Is washing your resealable cup a hassle? Then buy a HuskeeSwap lidded cup and become part of an infinite swap program. Bring it to participating coffee purveyors like Patricia or The Organic Food and Wine Deli, and your order will be served in a clean cup. Made from coffee husks that would otherwise by wasted, they’re stylish, sturdy and BPA-free.
4. Get yourself a water bottle
Why buy a bottle of water when you can BYO, saving money and the planet. Manufacturing and transporting bottles that water is sold in produces greenhouse gases, and every year thousands are never recycled, ending up in landfill and waterways.

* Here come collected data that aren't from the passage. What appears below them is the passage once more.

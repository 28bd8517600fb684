//! Mapping von UI-Intents auf mutierende App-Commands.

use super::{AppCommand, AppIntent, AppState};
use glam::{Vec2, Vec3};

/// Abstand eines neuen Kontrollpunkts, wenn keine Richtung ableitbar ist.
const APPEND_STEP: Vec2 = Vec2::new(0.5, 0.0);

/// Übersetzt einen `AppIntent` in eine Sequenz ausführbarer `AppCommand`s.
pub fn map_intent_to_commands(state: &AppState, intent: AppIntent) -> Vec<AppCommand> {
    match intent {
        AppIntent::ExitRequested => vec![AppCommand::RequestExit],
        AppIntent::OpenImageRequested => vec![AppCommand::RequestImageDialog],
        AppIntent::ImageSelected { path } => {
            let url = path.trim().to_string();
            if url.is_empty() {
                vec![]
            } else {
                vec![AppCommand::LoadImage { url }]
            }
        }
        AppIntent::SaveOptionsRequested => vec![AppCommand::SaveOptions],

        AppIntent::ResolutionChanged { value } => vec![AppCommand::SetResolution { value }],
        AppIntent::WarpIntensityChanged { value } => vec![AppCommand::SetWarpIntensity { value }],
        AppIntent::HeightScaleChanged { value } => vec![AppCommand::SetHeightScale { value }],
        AppIntent::PathOffsetChanged { value } => vec![AppCommand::SetPathOffset { value }],
        AppIntent::ImageLengthRatioChanged { value } => {
            vec![AppCommand::SetImageLengthRatio { value }]
        }
        AppIntent::ControlPointEdited { index, position } => {
            vec![AppCommand::SetControlPoint { index, position }]
        }
        AppIntent::AddControlPointRequested => vec![AppCommand::AddControlPoint {
            position: next_control_point(state.params.control_points()),
        }],
        AppIntent::RemoveControlPointRequested => vec![AppCommand::RemoveLastControlPoint],
        AppIntent::ExportRequested => vec![AppCommand::RequestExport],
        AppIntent::StatusMessageDismissed => vec![AppCommand::DismissStatusMessage],

        AppIntent::ResetCameraRequested => vec![AppCommand::ResetCamera],
        AppIntent::ZoomInRequested => vec![AppCommand::ZoomCamera {
            factor: state.options.camera_scroll_zoom_step,
            focus_world: None,
        }],
        AppIntent::ZoomOutRequested => vec![AppCommand::ZoomCamera {
            factor: 1.0 / state.options.camera_scroll_zoom_step,
            focus_world: None,
        }],
        AppIntent::ViewportResized { size } => vec![AppCommand::SetViewportSize { size }],
        AppIntent::CameraPan { delta } => vec![AppCommand::PanCamera { delta }],
        AppIntent::CameraZoom {
            factor,
            focus_world,
        } => vec![AppCommand::ZoomCamera {
            factor,
            focus_world,
        }],

        AppIntent::SurfacePointerDown {
            pointer_id,
            ray,
            uv,
        } => match uv {
            Some(uv) => vec![AppCommand::BeginSurfaceDrag {
                pointer_id,
                ray,
                uv,
            }],
            // Kein Treffer auf dem Netz: keine Geste
            None => vec![],
        },
        AppIntent::HandlePointerDown {
            index,
            pointer_id,
            ray,
        } => vec![AppCommand::BeginHandleDrag {
            index,
            pointer_id,
            ray,
        }],
        AppIntent::PointerMoved { pointer_id, ray } => {
            let mut commands = Vec::new();
            if state.interaction.surface_captured_by(pointer_id) {
                commands.push(AppCommand::UpdateSurfaceDrag { pointer_id, ray });
            }
            commands.extend(
                state
                    .interaction
                    .handles_captured_by(pointer_id)
                    .into_iter()
                    .map(|index| AppCommand::UpdateHandleDrag {
                        index,
                        pointer_id,
                        ray,
                    }),
            );
            commands
        }
        AppIntent::PointerReleased { pointer_id } | AppIntent::PointerLeft { pointer_id } => {
            let mut commands = Vec::new();
            if state.interaction.surface_captured_by(pointer_id) {
                commands.push(AppCommand::EndSurfaceDrag { pointer_id });
            }
            commands.extend(
                state
                    .interaction
                    .handles_captured_by(pointer_id)
                    .into_iter()
                    .map(|index| AppCommand::EndHandleDrag { index, pointer_id }),
            );
            commands
        }
    }
}

/// Position für einen angehängten Kontrollpunkt: letzte Richtung fortsetzen.
fn next_control_point(points: &[Vec3]) -> Vec3 {
    match points {
        [] => Vec3::ZERO,
        [only] => *only + APPEND_STEP.extend(0.0),
        [.., prev, last] => {
            let step = (*last - *prev).truncate();
            let step = if step.length_squared() > f32::EPSILON {
                step
            } else {
                APPEND_STEP
            };
            *last + step.extend(0.0)
        }
    }
}

#[cfg(test)]
mod tests;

Great Earth Super Discount Health Shops have lots of dual-wall stainless steel bottles by Project Earth – and other plastic-free products like bamboo toothbrushes. Chic stationery destination Milligram also stocks eco products including cool water bottles, and even bottle lanyards and holders for bikes. Other top bottle shops include on-trend but ever-practical Mr Wares, King of Knives and Myer Melbourne, which has Frank Green must-haves among its extensive range.
… and refill it on the go
Top up your bottle or just get a quick sip at the dozens of public drinking fountains in the City of Melbourne. With this interactive locator map, there’s no need to go thirsty or buy a bottle of water.
5. BYO lunch container
How much take-away packaging do you go through in a year? Add serviettes and single-use cutlery and you’ve soon put crazy amounts of paper and plastic in the bin. If you can, BYO cutlery and wash your hands or use cloth napkins. Bring lunch to work in a reusable container, or take it to your favourite lunch shops. You might be surprised how many won’t mind filling your container instead of their plastic.

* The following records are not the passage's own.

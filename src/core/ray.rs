//! Strahl/Ebene-Schnitt für das Ziehen in der Referenzebene.

use super::error::{WarpError, WarpResult};
use glam::Vec3;

/// Zeigerstrahl aus dem Eingabe-Kollaborator.
#[derive(Debug, Clone, Copy, PartialEq)]
pub struct Ray {
    /// Ursprung des Strahls
    pub origin: Vec3,
    /// Richtung (Einheitsvektor)
    pub direction: Vec3,
}

impl Ray {
    /// Erstellt einen Strahl.
    pub fn new(origin: Vec3, direction: Vec3) -> Self {
        Self { origin, direction }
    }

    /// Schnittpunkt mit einer Ebene.
    ///
    /// Ein zur Ebene paralleler Strahl liefert [`WarpError::NoIntersection`].
    pub fn intersect_plane(&self, plane: &Plane) -> WarpResult<Vec3> {
        let denom = self.direction.dot(plane.normal);
        if denom.abs() <= f32::EPSILON {
            return Err(WarpError::NoIntersection);
        }
        let s = -(self.origin.dot(plane.normal) + plane.constant) / denom;
        Ok(self.origin + self.direction * s)
    }
}

/// Ebene in Hesse-Form: `normal · p + constant = 0`.
#[derive(Debug, Clone, Copy, PartialEq)]
pub struct Plane {
    /// Normierte Ebenennormale
    pub normal: Vec3,
    /// Abstandsterm
    pub constant: f32,
}

impl Plane {
    /// Feste Referenzebene z = 0 mit Normale (0, 0, 1).
    pub const REFERENCE: Plane = Plane {
        normal: Vec3::Z,
        constant: 0.0,
    };
}

#[cfg(test)]
mod tests {
    use super::*;
    use approx::assert_relative_eq;

    #[test]
    fn test_ray_straight_down_hits_origin() {
        let ray = Ray::new(Vec3::new(0.0, 0.0, 5.0), Vec3::new(0.0, 0.0, -1.0));
        let hit = ray.intersect_plane(&Plane::REFERENCE).unwrap();
        assert_relative_eq!(hit.x, 0.0);
        assert_relative_eq!(hit.y, 0.0);
        assert_relative_eq!(hit.z, 0.0);
    }

    #[test]
    fn test_parallel_ray_has_no_intersection() {
        let ray = Ray::new(Vec3::new(0.0, 0.0, 5.0), Vec3::new(1.0, 0.0, 0.0));
        assert!(matches!(
            ray.intersect_plane(&Plane::REFERENCE),
            Err(WarpError::NoIntersection)
        ));
    }

    #[test]
    fn test_oblique_ray() {
        let direction = Vec3::new(1.0, 0.0, -1.0).normalize();
        let ray = Ray::new(Vec3::new(0.0, 2.0, 3.0), direction);
        let hit = ray.intersect_plane(&Plane::REFERENCE).unwrap();
        assert_relative_eq!(hit.x, 3.0, epsilon = 1e-5);
        assert_relative_eq!(hit.y, 2.0, epsilon = 1e-5);
        assert_relative_eq!(hit.z, 0.0, epsilon = 1e-5);
    }
}
//! Geteilte Typen für layer-übergreifende Verträge.
//!
//! Enthält Typen, die zwischen `app`, `render` und `ui` geteilt werden,
//! um direkte Abhängigkeiten zu vermeiden.

pub mod options;
mod render_scene;

pub use options::WarpOptions;
pub use options::{MAX_EXPORT_COLUMNS, MAX_HEIGHT_SCALE, MIN_HEIGHT_SCALE, MIN_IMAGE_LENGTH_RATIO};
pub use render_scene::{HandleMarker, RenderScene};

Find all sorts of things that help you eat and drink while caring for the planet at Monster Threads. They have reusable cups, water bottles, even lunchboxes and insulated lunch bags (like mini soft-sided Eskies). We especially love their elegant, two-tiered Monbento lunchbox with different compartments for lunch, snacks and cutlery. It’s airtight, BPA-free and safe for microwave, dishwasher and freezer.
Wilkins and Kent
Wilkins and Kent’s focus on local designers and environmentally friendly products come together in the Melbourne-designed BeetBox lunchbox. This Good Design Award winner is made from tempered glass, with a neoprene sleeve that insulates and protects.
Find more reusable containers and cutlery too at Daiso, Muji and MINISO, where pretty, practical Japanese design rules.